Personal information
- Full name: Mark Francis Mullins
- Born: 15 November 1966 (age 59) Gravesend, Kent, England
- Batting: Right-handed
- Bowling: Right-arm medium

Domestic team information
- 1989: Cambridge University

Career statistics
| Competition | First-class |
| Matches | 6 |
| Runs scored | 3 |
| Batting average | 1.00 |
| 100s/50s | –/– |
| Top score | 3 |
| Balls bowled | 768 |
| Wickets | 10 |
| Bowling average | 43.80 |
| 5 wickets in innings | 1 |
| 10 wickets in match | – |
| Best bowling | 5/77 |
| Catches/stumpings | 1/– |
- Source: Cricinfo, 15 January 2022

= Mark Mullins (cricketer) =

English cricketer and surgeon

Mark Francis Mullins (born 15 November 1966) is an English surgeon and former first-class cricketer.

Mullins was born at Gravesend in November 1966 and later studied at Homerton College at the University of Cambridge.
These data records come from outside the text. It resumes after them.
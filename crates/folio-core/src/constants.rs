//! Timing and tuning constants shared by the core services.
//!
//! Durations are in milliseconds unless the name says otherwise; distances are
//! in world units of the lab floor (the grid spans -10..10 on x and z).

// Device detection
pub const MOBILE_MAX_WIDTH: u32 = 768; // widths below this are mobile
pub const TABLET_MAX_WIDTH: u32 = 1024; // widths below this (and >= mobile) are tablets
pub const LOW_END_MAX_CORES: u32 = 4; // logical CPUs at or below this are low-end
pub const LOW_END_MAX_MEMORY_GB: f32 = 4.0; // device memory at or below this is low-end
pub const RESIZE_DEBOUNCE_MS: u64 = 250;

// Audio
pub const SOUND_POOL_SIZE: usize = 3; // playback handles per sound id
pub const DEFAULT_FALLOFF_DISTANCE: f32 = 10.0; // spatial max distance

// Easter eggs
pub const KEY_SEQUENCE_MAX: usize = 20; // rolling key buffer length
pub const CLICK_MILESTONE: u64 = 50; // every Nth click fires the click egg
pub const CURSOR_IDLE_TICK_MS: u64 = 100; // idle poll interval
pub const CURSOR_IDLE_THRESHOLD_MS: u64 = 10_000;
pub const CLOCK_REFRESH_MS: u64 = 60_000;
pub const NIGHT_START_HOUR: u32 = 0; // inclusive
pub const NIGHT_END_HOUR: u32 = 4; // exclusive
pub const KONAMI_COOLDOWN_MS: u64 = 5_000;
pub const CLICK_COOLDOWN_MS: u64 = 1_000;
pub const CONSOLE_COOLDOWN_MS: u64 = 5_000;
pub const CURSOR_HIDE_COOLDOWN_MS: u64 = 30_000;

// Easter egg effects
pub const TURBO_DURATION_MS: u64 = 30_000;
pub const TURBO_SPEED_MULTIPLIER: f32 = 2.0;
pub const NOTIFICATION_MS: u64 = 5_000;
pub const CELEBRATION_MS: u64 = 4_000;
pub const LOOK_AROUND_MS: u64 = 3_000;

// Agent navigation
pub const EXPLORE_DELAY_MS: u64 = 500; // pause before drawing the next target
pub const SCAN_DWELL_MS: u64 = 3_000;
pub const ARRIVAL_TOLERANCE: f32 = 0.15;
pub const TURN_THRESHOLD_RAD: f32 = 0.1; // keep turning while the bearing error exceeds this
pub const MOVE_HEADING_TOLERANCE_RAD: f32 = 0.5; // only translate below this bearing error
pub const TURN_RATE_RAD_PER_SEC: f32 = 4.0;
pub const DEFAULT_LINEAR_SPEED: f32 = 1.8; // units per second
pub const MAX_FRAME_DT_SEC: f32 = 0.1; // clamp for tab-switch hitches

// Agent cosmetics
pub const WHEEL_SPIN_PER_UNIT: f32 = 1.0 / 0.2; // radians per unit travelled (wheel radius 0.2)
pub const SCANNER_SPIN_RAD_PER_SEC: f32 = 2.0;
pub const DOME_IDLE_SPIN_RAD_PER_SEC: f32 = 0.2;
pub const BOB_AMPLITUDE: f32 = 0.05;
pub const BOB_FREQUENCY: f32 = 0.5; // rad/s
pub const EYE_FLASH_FREQUENCY: f32 = 3.0;
pub const EYE_FLASH_THRESHOLD: f32 = 0.8;
pub const TILT_AMPLITUDE: f32 = 0.05;
pub const TILT_DECAY_PER_FRAME: f32 = 0.9; // at 60 fps
pub const GESTURE_MS: u64 = 2_500;

// Trail
pub const TRAIL_CAPACITY: usize = 100;
pub const TRAIL_MIN_STEP: f32 = 0.15;
pub const TRAIL_LIFT: f32 = 0.1;

// Boot sequence
pub const BOOT_TICK_MS: u64 = 50;
pub const BOOT_PROGRESS_STEP: u32 = 2;
pub const BOOT_MESSAGE_MS: u64 = 600;
pub const BOOT_COMPLETE_HOLD_MS: u64 = 1_000;

// Persistence
pub const PERSONALITY_KEY: &str = "robotPersonality";
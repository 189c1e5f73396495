//! Platform-free core of the droid folio: device classification, the audio
//! mixer, the easter-egg engine, waypoint navigation, the droid's movement
//! loop and scene composition. The browser shell drives all of it with
//! explicit timestamps.

pub mod agent;
pub mod audio;
pub mod boot;
pub mod bus;
pub mod console;
pub mod constants;
pub mod device;
pub mod effects;
pub mod eggs;
pub mod error;
pub mod lod;
pub mod mesh;
pub mod nav;
pub mod personality;
pub mod scene;
pub mod waypoints;
pub mod zones;

pub static SCENE_WGSL: &str = include_str!("../shaders/scene.wgsl");

pub use agent::{Agent, AgentEvent, AgentFrame, AgentMode, AgentTuning, Gesture, Trail};
pub use audio::{AudioMixer, PlayOverrides, PlaybackBackend, SoundCategory, SoundDescriptor};
pub use boot::{BootFrame, BootPhase, BootSequence};
pub use bus::{Signal, SignalBus, SubscriptionId};
pub use device::{DeviceCapabilities, DeviceClass, DeviceDetector, DeviceProbe, InputMethod};
pub use effects::ActiveEffects;
pub use eggs::{EasterEggEngine, EggConfig, EggId, EggStatus, ObservationContext, TriggerKind};
pub use error::{FolioError, Result};
pub use lod::{DeviceTier, LodConfig, LodManager};
pub use mesh::{Mesh, MeshKind, Vertex};
pub use nav::{NavAction, NavOutcome, ZoneNavigator};
pub use personality::{KeyValueStore, MemoryStore, Personality, PersonalityState, Trait};
pub use scene::{compose_scene, Camera, InstanceRaw, LightingUniform, SceneEnv, SceneFrame};
pub use waypoints::{Waypoint, WaypointKind, WaypointSystem};
pub use zones::{zone_visual, ZoneVisual};
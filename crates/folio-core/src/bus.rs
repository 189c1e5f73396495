//! In-process publish/subscribe channel between the services and the shell.
//!
//! Publishing only queues; nothing runs until [`SignalBus::flush`] is called,
//! so a service can publish while it is itself mutably borrowed.

use crate::device::DeviceCapabilities;
use crate::eggs::EggId;
use std::collections::VecDeque;

#[derive(Clone, Debug, PartialEq)]
pub enum Signal {
    DeviceCapabilitiesChanged(DeviceCapabilities),
    EasterEggTriggered { id: EggId },
    ConsoleCommand(String),
    ZoneEntered(String),
}

impl Signal {
    pub fn name(&self) -> &'static str {
        match self {
            Signal::DeviceCapabilitiesChanged(_) => "device-capabilities-changed",
            Signal::EasterEggTriggered { .. } => "easter-egg-triggered",
            Signal::ConsoleCommand(_) => "console-command",
            Signal::ZoneEntered(_) => "zone-entered",
        }
    }
}

#[derive(Clone, Copy, Debug, PartialEq, Eq, Hash)]
pub struct SubscriptionId(u64);

type Listener = Box<dyn FnMut(&Signal)>;

#[derive(Default)]
pub struct SignalBus {
    listeners: Vec<(SubscriptionId, Listener)>,
    queue: VecDeque<Signal>,
    next_id: u64,
}

impl SignalBus {
    pub fn new() -> Self {
        Self::default()
    }

    pub fn subscribe(&mut self, listener: impl FnMut(&Signal) + 'static) -> SubscriptionId {
        let id = SubscriptionId(self.next_id);
        self.next_id += 1;
        self.listeners.push((id, Box::new(listener)));
        id
    }

    pub fn unsubscribe(&mut self, id: SubscriptionId) -> bool {
        let before = self.listeners.len();
        self.listeners.retain(|(sid, _)| *sid != id);
        self.listeners.len() != before
    }

    pub fn publish(&mut self, signal: Signal) {
        log::debug!("[bus] queued {}", signal.name());
        self.queue.push_back(signal);
    }

    pub fn pending(&self) -> usize {
        self.queue.len()
    }

    pub fn listener_count(&self) -> usize {
        self.listeners.len()
    }

    /// Deliver queued signals in publish order; each one reaches every
    /// listener in registration order. Returns the number delivered.
    pub fn flush(&mut self) -> usize {
        let mut delivered = 0;
        while let Some(signal) = self.queue.pop_front() {
            for (_, listener) in self.listeners.iter_mut() {
                listener(&signal);
            }
            delivered += 1;
        }
        delivered
    }
}
// ==========================================
// 告警分类引擎集成测试
// ==========================================
// 测试范围:
// 1. 出区间读数的告警打开/合并/升级/解除全生命周期
// 2. 严重告警触发风险子状态及恢复
// 3. 温度/湿度独立告警序列
// ==========================================

mod test_helpers;

use cold_chain_monitor::domain::types::{
    AlertSeverity, AlertStatus, ClassificationLevel, MetricKind, ShipmentStatus,
};
use test_helpers::{
    advance_to_in_transit, create_test_state, device_reading, device_reading_with_humidity,
    register_frozen_shipment, register_shipment_with_policy,
};

// ==========================================
// 告警全生命周期（打开 → 升级 → 解除）
// ==========================================
// 场景: 区间 [-20, -18]，裕度 2°C
// 读数: -19.0 正常 → -17.5 警告开告警 → -16.0 升级并转入风险
//       → -19.0 解除并回到在途
// 期望: 全程只有一条告警记录
#[tokio::test]
async fn test_alert_lifecycle_warning_escalate_resolve() {
    let (_tmp, state) = create_test_state();
    let shipment = register_frozen_shipment(&state).await;
    advance_to_in_transit(&state, &shipment.shipment_id).await;

    // 正常读数：无告警
    let r = state
        .monitor_api
        .submit_reading(device_reading(&shipment.shipment_id, -19.0, 0))
        .await
        .unwrap();
    assert_eq!(r.classification, ClassificationLevel::Normal);
    assert!(state
        .query_api
        .list_open_alerts(Some(&shipment.shipment_id))
        .unwrap()
        .is_empty());

    // 警告读数：打开告警
    let r = state
        .monitor_api
        .submit_reading(device_reading(&shipment.shipment_id, -17.5, 10))
        .await
        .unwrap();
    assert_eq!(r.classification, ClassificationLevel::Warning);

    let open = state
        .query_api
        .list_open_alerts(Some(&shipment.shipment_id))
        .unwrap();
    assert_eq!(open.len(), 1);
    assert_eq!(open[0].severity, AlertSeverity::Warning);
    assert_eq!(open[0].metric, MetricKind::Temperature);
    let alert_id = open[0].alert_id.clone();

    // 严重读数：就地升级 + 运单转入风险
    let r = state
        .monitor_api
        .submit_reading(device_reading(&shipment.shipment_id, -16.0, 20))
        .await
        .unwrap();
    assert_eq!(r.classification, ClassificationLevel::Critical);

    let open = state
        .query_api
        .list_open_alerts(Some(&shipment.shipment_id))
        .unwrap();
    assert_eq!(open.len(), 1);
    assert_eq!(open[0].alert_id, alert_id, "升级必须保持同一告警身份");
    assert_eq!(open[0].severity, AlertSeverity::Critical);
    assert!(open[0].escalated_at.is_some());

    let current = state
        .query_api
        .get_shipment(&shipment.shipment_id)
        .unwrap()
        .unwrap();
    assert_eq!(current.status, ShipmentStatus::AtRisk);

    // 回归区间：解除告警 + 运单回到在途
    let r = state
        .monitor_api
        .submit_reading(device_reading(&shipment.shipment_id, -19.0, 30))
        .await
        .unwrap();
    assert_eq!(r.classification, ClassificationLevel::Normal);

    assert!(state
        .query_api
        .list_open_alerts(Some(&shipment.shipment_id))
        .unwrap()
        .is_empty());

    let current = state
        .query_api
        .get_shipment(&shipment.shipment_id)
        .unwrap()
        .unwrap();
    assert_eq!(current.status, ShipmentStatus::InTransit);

    // 全程只有一条告警记录，严重度历史 warning → critical → resolved
    let all = state.query_api.list_alerts(&shipment.shipment_id).unwrap();
    assert_eq!(all.len(), 1);
    assert_eq!(all[0].alert_id, alert_id);
    assert_eq!(all[0].status, AlertStatus::Resolved);
    assert_eq!(all[0].severity, AlertSeverity::Critical);
    assert!(all[0].escalated_at.is_some());
    assert!(all[0].resolved_at.is_some());
    assert!(all[0].resolved_at.unwrap() >= all[0].opened_at);
}

// ==========================================
// 同档重复越界合并（不新建）
// ==========================================
#[tokio::test]
async fn test_repeated_warning_coalesces_into_one_alert() {
    let (_tmp, state) = create_test_state();
    let shipment = register_frozen_shipment(&state).await;
    advance_to_in_transit(&state, &shipment.shipment_id).await;

    for minutes in [0, 5, 10, 15] {
        state
            .monitor_api
            .submit_reading(device_reading(&shipment.shipment_id, -17.5, minutes))
            .await
            .unwrap();
    }

    let open = state
        .query_api
        .list_open_alerts(Some(&shipment.shipment_id))
        .unwrap();
    assert_eq!(open.len(), 1, "同运单同指标同档不允许出现第二条打开告警");

    // last_seen 推进到最后一条越界读数
    assert_eq!(open[0].last_seen_at, test_helpers::minutes_after(15));
    assert_eq!(open[0].opened_at, test_helpers::minutes_after(0));
}

// ==========================================
// 严重档不降级（后续警告读数仅合并）
// ==========================================
#[tokio::test]
async fn test_critical_alert_does_not_deescalate() {
    let (_tmp, state) = create_test_state();
    let shipment = register_frozen_shipment(&state).await;
    advance_to_in_transit(&state, &shipment.shipment_id).await;

    // 直接严重
    state
        .monitor_api
        .submit_reading(device_reading(&shipment.shipment_id, -15.0, 0))
        .await
        .unwrap();

    // 之后仅警告档越界
    state
        .monitor_api
        .submit_reading(device_reading(&shipment.shipment_id, -17.5, 10))
        .await
        .unwrap();

    let open = state
        .query_api
        .list_open_alerts(Some(&shipment.shipment_id))
        .unwrap();
    assert_eq!(open.len(), 1);
    assert_eq!(open[0].severity, AlertSeverity::Critical);
    assert_eq!(open[0].last_seen_at, test_helpers::minutes_after(10));
}

// ==========================================
// 温度/湿度独立告警序列
// ==========================================
#[tokio::test]
async fn test_temperature_and_humidity_tracks_are_independent() {
    let (_tmp, state) = create_test_state();
    let shipment = register_shipment_with_policy(
        &state,
        Some(test_helpers::frozen_policy_with_humidity()),
    )
    .await;
    advance_to_in_transit(&state, &shipment.shipment_id).await;

    // 温度警告 + 湿度警告 → 两条独立告警
    state
        .monitor_api
        .submit_reading(device_reading_with_humidity(
            &shipment.shipment_id,
            -17.5,
            61.0,
            0,
        ))
        .await
        .unwrap();

    let open = state
        .query_api
        .list_open_alerts(Some(&shipment.shipment_id))
        .unwrap();
    assert_eq!(open.len(), 2);
    let metrics: Vec<MetricKind> = open.iter().map(|a| a.metric).collect();
    assert!(metrics.contains(&MetricKind::Temperature));
    assert!(metrics.contains(&MetricKind::Humidity));

    // 温度回归、湿度仍越界 → 只解除温度告警
    state
        .monitor_api
        .submit_reading(device_reading_with_humidity(
            &shipment.shipment_id,
            -19.0,
            61.0,
            10,
        ))
        .await
        .unwrap();

    let open = state
        .query_api
        .list_open_alerts(Some(&shipment.shipment_id))
        .unwrap();
    assert_eq!(open.len(), 1);
    assert_eq!(open[0].metric, MetricKind::Humidity);

    // 不带湿度的正常读数不能作为湿度清除信号
    state
        .monitor_api
        .submit_reading(device_reading(&shipment.shipment_id, -19.0, 20))
        .await
        .unwrap();

    let open = state
        .query_api
        .list_open_alerts(Some(&shipment.shipment_id))
        .unwrap();
    assert_eq!(open.len(), 1, "未采样湿度的读数不解除湿度告警");

    // 带湿度的正常读数解除
    state
        .monitor_api
        .submit_reading(device_reading_with_humidity(
            &shipment.shipment_id,
            -19.0,
            50.0,
            30,
        ))
        .await
        .unwrap();
    assert!(state
        .query_api
        .list_open_alerts(Some(&shipment.shipment_id))
        .unwrap()
        .is_empty());
}

// ==========================================
// 非在途运单的严重告警：只开告警不转移
// ==========================================
#[tokio::test]
async fn test_critical_before_transit_opens_alert_without_transition() {
    let (_tmp, state) = create_test_state();
    let shipment = register_frozen_shipment(&state).await;

    // 运单仍为 CREATED（预冷阶段录入）
    state
        .monitor_api
        .submit_reading(device_reading(&shipment.shipment_id, -10.0, 0))
        .await
        .unwrap();

    let open = state
        .query_api
        .list_open_alerts(Some(&shipment.shipment_id))
        .unwrap();
    assert_eq!(open.len(), 1);
    assert_eq!(open[0].severity, AlertSeverity::Critical);

    let current = state
        .query_api
        .get_shipment(&shipment.shipment_id)
        .unwrap()
        .unwrap();
    assert_eq!(
        current.status,
        ShipmentStatus::Created,
        "AT_RISK 只能从 IN_TRANSIT 进入"
    );
}
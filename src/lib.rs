// ==========================================
// 冷链运输监控系统 - 核心库
// ==========================================
// 技术栈: Rust + SQLite
// 系统定位: 运单温度监控与状态追踪引擎（独立可测服务）
// ==========================================

// ==========================================
// 模块声明
// ==========================================

// 领域层 - 实体与类型
pub mod domain;

// 数据仓储层 - 数据访问
pub mod repository;

// 引擎层 - 业务规则
pub mod engine;

// 导入层 - 设备日志文件
pub mod importer;

// 配置层 - 系统配置
pub mod config;

// 数据库基础设施（连接初始化/PRAGMA/schema 统一）
pub mod db;

// 日志系统
pub mod logging;

// API 层 - 业务接口
pub mod api;

// 应用层 - 服务装配
pub mod app;

// ==========================================
// 重导出核心类型
// ==========================================

// 领域类型
pub use domain::types::{
    AlertSeverity, AlertStatus, ClassificationLevel, MetricKind, ReadingSource, ShipmentStatus,
};

// 领域实体
pub use domain::{
    AdvanceRequest, Alert, NewReading, NewShipment, RangePolicy, Reading, ReadingImportReport,
    Shipment, TimelineEvent,
};

// 引擎
pub use engine::{
    AlertClassifier, ClassifierCore, RangePolicyResolver, ReadingIngestor, ShipmentLocks,
    StatsEngine, StatsSummary, StatsWindow, TimelineEngine,
};

// API
pub use api::{MonitorApi, QueryApi};

// ==========================================
// 常量定义
// ==========================================

// 系统版本
pub const VERSION: &str = env!("CARGO_PKG_VERSION");

// 系统名称
pub const APP_NAME: &str = "冷链运输监控系统";

// ==========================================
// 预编译检查
// ==========================================

// 确保编译时所有模块可见
#[cfg(test)]
mod tests {
    use super::*;

    #[test]
    fn test_version() {
        assert!(!VERSION.is_empty());
    }
}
While studying at Cambridge, he played first-class cricket for Cambridge University Cricket Club in 1989, making six appearances. Playing as a medium pace bowler in the Cambridge side, he took 10 wickets at average of 43.80; half of these wickets came in a single innings against Glamorgan on his first-class debut.

After training at St Mary's Hospital in London, Mullins became a specialist orthopaedic surgeon.